20-24% of first-time BTO applicants in mature estates succeed on first try, less than 2% need more than 5 tries: Desmond Lee
SINGAPORE — Less than two per cent of first-time homebuyers took more than five tries to secure a built-to-order (BTO) flat in a mature estate from 2019 to 2021, while the percentage of those who were successful on their first attempt was between 20 and 24 per cent, said Minister for National Development Desmond Lee.
- Mr Desmond Lee said less than two per cent of first-time homebuyers took more than five tries to secure a BTO flat in a mature estate from 2019 to 2021
- The National Development Minister also said that between 20 and 24 applicants were successful on their first attempt
- Mr Lee added that the median number of attempts before a successful BTO application in a mature estate was one
SINGAPORE — Less than two per cent of first-time homebuyers took more than five tries to secure a Build-To-Order (BTO) flat in a mature estate from 2019 to 2021, while the percentage of those who were successful on their first attempt was between 20 and 24 per cent, said Minister for National Development Desmond Lee.
Of all those first-time applicants who succeeded, the median number of attempts before they successfully applied for a BTO in mature estate during this same period was one, he added.
Mr Lee was responding to a parliamentary question from Workers’ Party Member of Parliament (MP) He Ting Ru on Wednesday (Nov 30).
Ms He of Sengkang Group Representation Constituency (GRC) had posed four questions to the minister regarding the Housing and Development Board’s (HDB) BTO applications in mature estates in each of the last three years.
The questions were related to:
How many applicants were successful in their BTO flat application at their first attempt
The median number of attempts before a successful BTO application
How many applications required more than five attempts for a successful application
The maximum number of failed attempts that an applicant put in for a BTO flat
In his response, Mr Lee said that it would not be representative to look at the maximum number of unsuccessful BTO attempts in a mature estate made by a first-time homebuyer before they succeeded.
“This is because there are some applicants who may not have an urgent need for a BTO flat, and may be applying exclusively to (mature estate) BTO projects or more attractive BTO projects only,” he said.
Mr Lee added that generally, the Government sees high demand for BTO flats in mature estates, and given this strong demand, not all applicants would be able to secure one.
“As such, we encourage applicants to apply for flats in the non-mature estates in order to improve their chances of securing a BTO flat,” said Mr Lee.
He added that “virtually all first-timer families” who apply for BTO flats in a non-mature estate were given a chance to select a flat within their first three tries, and almost 90 per cent were given a chance to select a flat within their first two tries.
WHY SOME APPLICANTS REJECT FLATS
In a separate response to the People’s Action Party MP Mariam Jaafar (Sembawang GRC), Mr Lee said that about four in 10 applicants who were successful in their ballot for a BTO flat chose not to select a unit.
He said the reasons for not selecting a flat are similar across applicants of flats in both mature and non-mature estates.
“Common reasons cited by such applicants were their preferred units not being available, wanting to apply for flats in other sales exercises, or having decided to purchase a resale flat instead,” said Mr Lee.
Ms Mariam wanted to know how the reasons provided by applicants of flats in mature and non-mature estates differed if they were offered a BTO flat, but chose not to select a unit subsequently.
Mr Lee said that while some applicants may have genuine reasons for not selecting a flat, “they do crowd out others with more pressing housing needs”.
For this reason, he said HDB encourages all applicants to book a flat when they are invited to do so.
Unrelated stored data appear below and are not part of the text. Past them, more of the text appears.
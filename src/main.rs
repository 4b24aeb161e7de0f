use anyhow::Context;
use dotenvy::dotenv;
use std::net::SocketAddr;
use tracing_subscriber::EnvFilter;

use mergington::config::AppConfig;
use mergington::database::registry::ActivityRegistry;
use mergington::database::seed;
use mergington::web;

#[tokio::main]
async fn main() -> anyhow::Result<()> {
    dotenv().ok();

    // 1. Start logging
    tracing_subscriber::fmt()
        .with_env_filter(EnvFilter::try_from_default_env().unwrap_or_else(|_| EnvFilter::new("info")))
        .init();

    let config = AppConfig::from_env();

    // 2. Seed the registry
    let activities = match &config.seed_path {
        Some(path) => seed::load_file(path)?,
        None => seed::load_embedded()?,
    };
    tracing::info!(
        activities = activities.len(),
        seed = ?config.seed_path,
        "activity registry seeded"
    );
    let registry = ActivityRegistry::new(activities);

    // 3. Build the app
    let app = web::router(registry, &config.static_dir);

    // 4. Start the server (with fallback port)
    let addr: SocketAddr = format!("{}:{}", config.host, config.port)
        .parse()
        .with_context(|| format!("invalid host/port {}:{}", config.host, config.port))?;

    let listener = match tokio::net::TcpListener::bind(addr).await {
        Ok(l) => l,
        Err(e) => {
            let fallback = SocketAddr::new(addr.ip(), config.port.saturating_add(1));
            tracing::warn!("Could not bind {}: {}. Trying fallback {}", addr, e, fallback);
            tokio::net::TcpListener::bind(fallback)
                .await
                .with_context(|| format!("could not bind fallback {}", fallback))?
        }
    };

    let bound_addr = listener.local_addr()?;
    tracing::info!("Server running on http://{}", bound_addr);

    axum::serve(listener, app).await.context("server error")
}
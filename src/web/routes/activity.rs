use axum::{
    extract::{rejection::QueryRejection, Path, Query, State},
    Json,
};
use serde::Deserialize;
use tracing::warn;

use crate::database::registry::ActivityRegistry;
use crate::models::ExperienceLevel;
use crate::services::activities_service::{self, SignupConfirmation};
use crate::web::error::ApiError;

#[derive(Debug, Deserialize)]
pub struct SignupQuery {
    pub email: String,
    pub level: ExperienceLevel,
}

pub async fn activity_signup_handler(
    Path(activity_name): Path<String>,
    State(registry): State<ActivityRegistry>,
    query: Result<Query<SignupQuery>, QueryRejection>,
) -> Result<Json<SignupConfirmation>, ApiError> {
    let Query(query) = query.map_err(|rejection| {
        warn!("Signup for {} rejected: {}", activity_name, rejection.body_text());
        ApiError::unprocessable(rejection.body_text())
    })?;

    activities_service::sign_up(&registry, &activity_name, &query.email, query.level)
        .await
        .map(Json)
        .map_err(|e| {
            warn!("Signup of {} for {} failed: {}", query.email, activity_name, e);
            ApiError::from(e)
        })
}
use axum::{
    http::StatusCode,
    response::{IntoResponse, Response},
    Json,
};

use crate::database::registry::RegistryError;

/// Error body every endpoint answers with: `{"detail": "..."}`.
#[derive(Debug)]
pub struct ApiError {
    pub status: StatusCode,
    pub detail: String,
}

impl ApiError {
    pub fn new(status: StatusCode, detail: impl Into<String>) -> Self {
        Self {
            status,
            detail: detail.into(),
        }
    }

    pub fn unprocessable(detail: impl Into<String>) -> Self {
        Self::new(StatusCode::UNPROCESSABLE_ENTITY, detail)
    }
}

impl From<RegistryError> for ApiError {
    fn from(err: RegistryError) -> Self {
        let status = match err {
            RegistryError::ActivityNotFound(_) => StatusCode::NOT_FOUND,
            RegistryError::AlreadySignedUp { .. } => StatusCode::BAD_REQUEST,
        };
        Self::new(status, err.to_string())
    }
}

impl IntoResponse for ApiError {
    fn into_response(self) -> Response {
        (
            self.status,
            Json(serde_json::json!({ "detail": self.detail })),
        )
            .into_response()
    }
}
use std::sync::Arc;

use tokio::sync::RwLock;

use crate::models::{Activity, ExperienceLevel, Participant};

#[derive(Debug, Clone, PartialEq, Eq, thiserror::Error)]
pub enum RegistryError {
    #[error("Activity not found")]
    ActivityNotFound(String),
    #[error("Student is already signed up")]
    AlreadySignedUp { activity: String, email: String },
}

/// Roster size right after a successful signup.
#[derive(Debug, Clone, Copy, PartialEq, Eq)]
pub struct SignupOutcome {
    pub participant_count: usize,
    pub max_participants: u32,
}

impl SignupOutcome {
    pub fn is_over_capacity(&self) -> bool {
        self.participant_count > self.max_participants as usize
    }
}

/// Shared in-memory store of activities, in seed order.
///
/// Clones share the same underlying state. Writers hold the lock across
/// the duplicate check and the append.
#[derive(Debug, Clone, Default)]
pub struct ActivityRegistry {
    activities: Arc<RwLock<Vec<Activity>>>,
}

impl ActivityRegistry {
    pub fn new(activities: Vec<Activity>) -> Self {
        Self {
            activities: Arc::new(RwLock::new(activities)),
        }
    }

    /// Runs `f` against a consistent view of every activity.
    pub async fn read<R>(&self, f: impl FnOnce(&[Activity]) -> R) -> R {
        let guard = self.activities.read().await;
        f(&guard)
    }

    pub async fn load_activity(&self, name: &str) -> Option<Activity> {
        self.read(|activities| activities.iter().find(|a| a.name == name).cloned())
            .await
    }

    pub async fn insert_participant(
        &self,
        activity_name: &str,
        email: &str,
        level: ExperienceLevel,
    ) -> Result<SignupOutcome, RegistryError> {
        let mut guard = self.activities.write().await;
        let activity = guard
            .iter_mut()
            .find(|a| a.name == activity_name)
            .ok_or_else(|| RegistryError::ActivityNotFound(activity_name.to_string()))?;

        if activity.has_participant(email) {
            return Err(RegistryError::AlreadySignedUp {
                activity: activity_name.to_string(),
                email: email.to_string(),
            });
        }

        activity.participants.push(Participant::new(email, level));
        Ok(SignupOutcome {
            participant_count: activity.participants.len(),
            max_participants: activity.max_participants,
        })
    }
}
use serde::{Deserialize, Serialize};
use std::fmt;

/// Self-reported experience level a student picks when signing up.
#[derive(Debug, Clone, Copy, PartialEq, Eq, Serialize, Deserialize)]
#[serde(rename_all = "lowercase")]
pub enum ExperienceLevel {
    Beginner,
    Advanced,
    Professional,
}

impl ExperienceLevel {
    pub fn as_str(&self) -> &'static str {
        match self {
            ExperienceLevel::Beginner => "beginner",
            ExperienceLevel::Advanced => "advanced",
            ExperienceLevel::Professional => "professional",
        }
    }
}

impl fmt::Display for ExperienceLevel {
    fn fmt(&self, f: &mut fmt::Formatter<'_>) -> fmt::Result {
        f.write_str(self.as_str())
    }
}

/// One signup on an activity roster.
///
/// Serializes as `{"email": ..., "level": ...}`; `level` is `null` for
/// entries that were recorded before levels existed.
#[derive(Debug, Clone, PartialEq, Eq, Serialize, Deserialize)]
pub struct Participant {
    pub email: String,
    pub level: Option<ExperienceLevel>,
}

impl Participant {
    pub fn new(email: impl Into<String>, level: ExperienceLevel) -> Self {
        Self {
            email: email.into(),
            level: Some(level),
        }
    }
}

/// Roster entry as it appears in seed documents: either a bare email
/// (legacy) or a structured record.
#[derive(Debug, Clone, Deserialize)]
#[serde(untagged)]
pub enum StoredParticipant {
    Legacy(String),
    Structured {
        email: String,
        #[serde(default)]
        level: Option<ExperienceLevel>,
    },
}

impl From<StoredParticipant> for Participant {
    fn from(stored: StoredParticipant) -> Self {
        match stored {
            StoredParticipant::Legacy(email) => Participant { email, level: None },
            StoredParticipant::Structured { email, level } => Participant { email, level },
        }
    }
}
Otherwise, they will be issued a non-selection count.
If a first-time homebuyer accumulates two non-selection counts, they will have their subsequent flat applications moved to the second-timer category for a year, said Mr Lee.
And if a second-time homebuyer accumulates two non-selection counts, Mr Lee said they will not be able to participate in subsequent sales exercises for a year.
Said Mr Lee: “This is to be fair to those who have more pressing housing needs. Nevertheless, HDB may exercise flexibility on a case-by-case basis to waive the non-selection count if there were limited number of flats available for selection.”
Last month, Mr Lee said that his ministry will be reviewing whether the classification of public housing estates as mature or non-mature should be adjusted to “keep pace with the times”.
He had said that as non-mature estates age, distinctions between mature and non-mature estates are becoming less relevant.
“For example, those staying in Jurong East and Sengkang, currently classified as non-mature estates, may share with you the wide array of amenities in their towns, which are comparable to those in some mature estates,” he said then.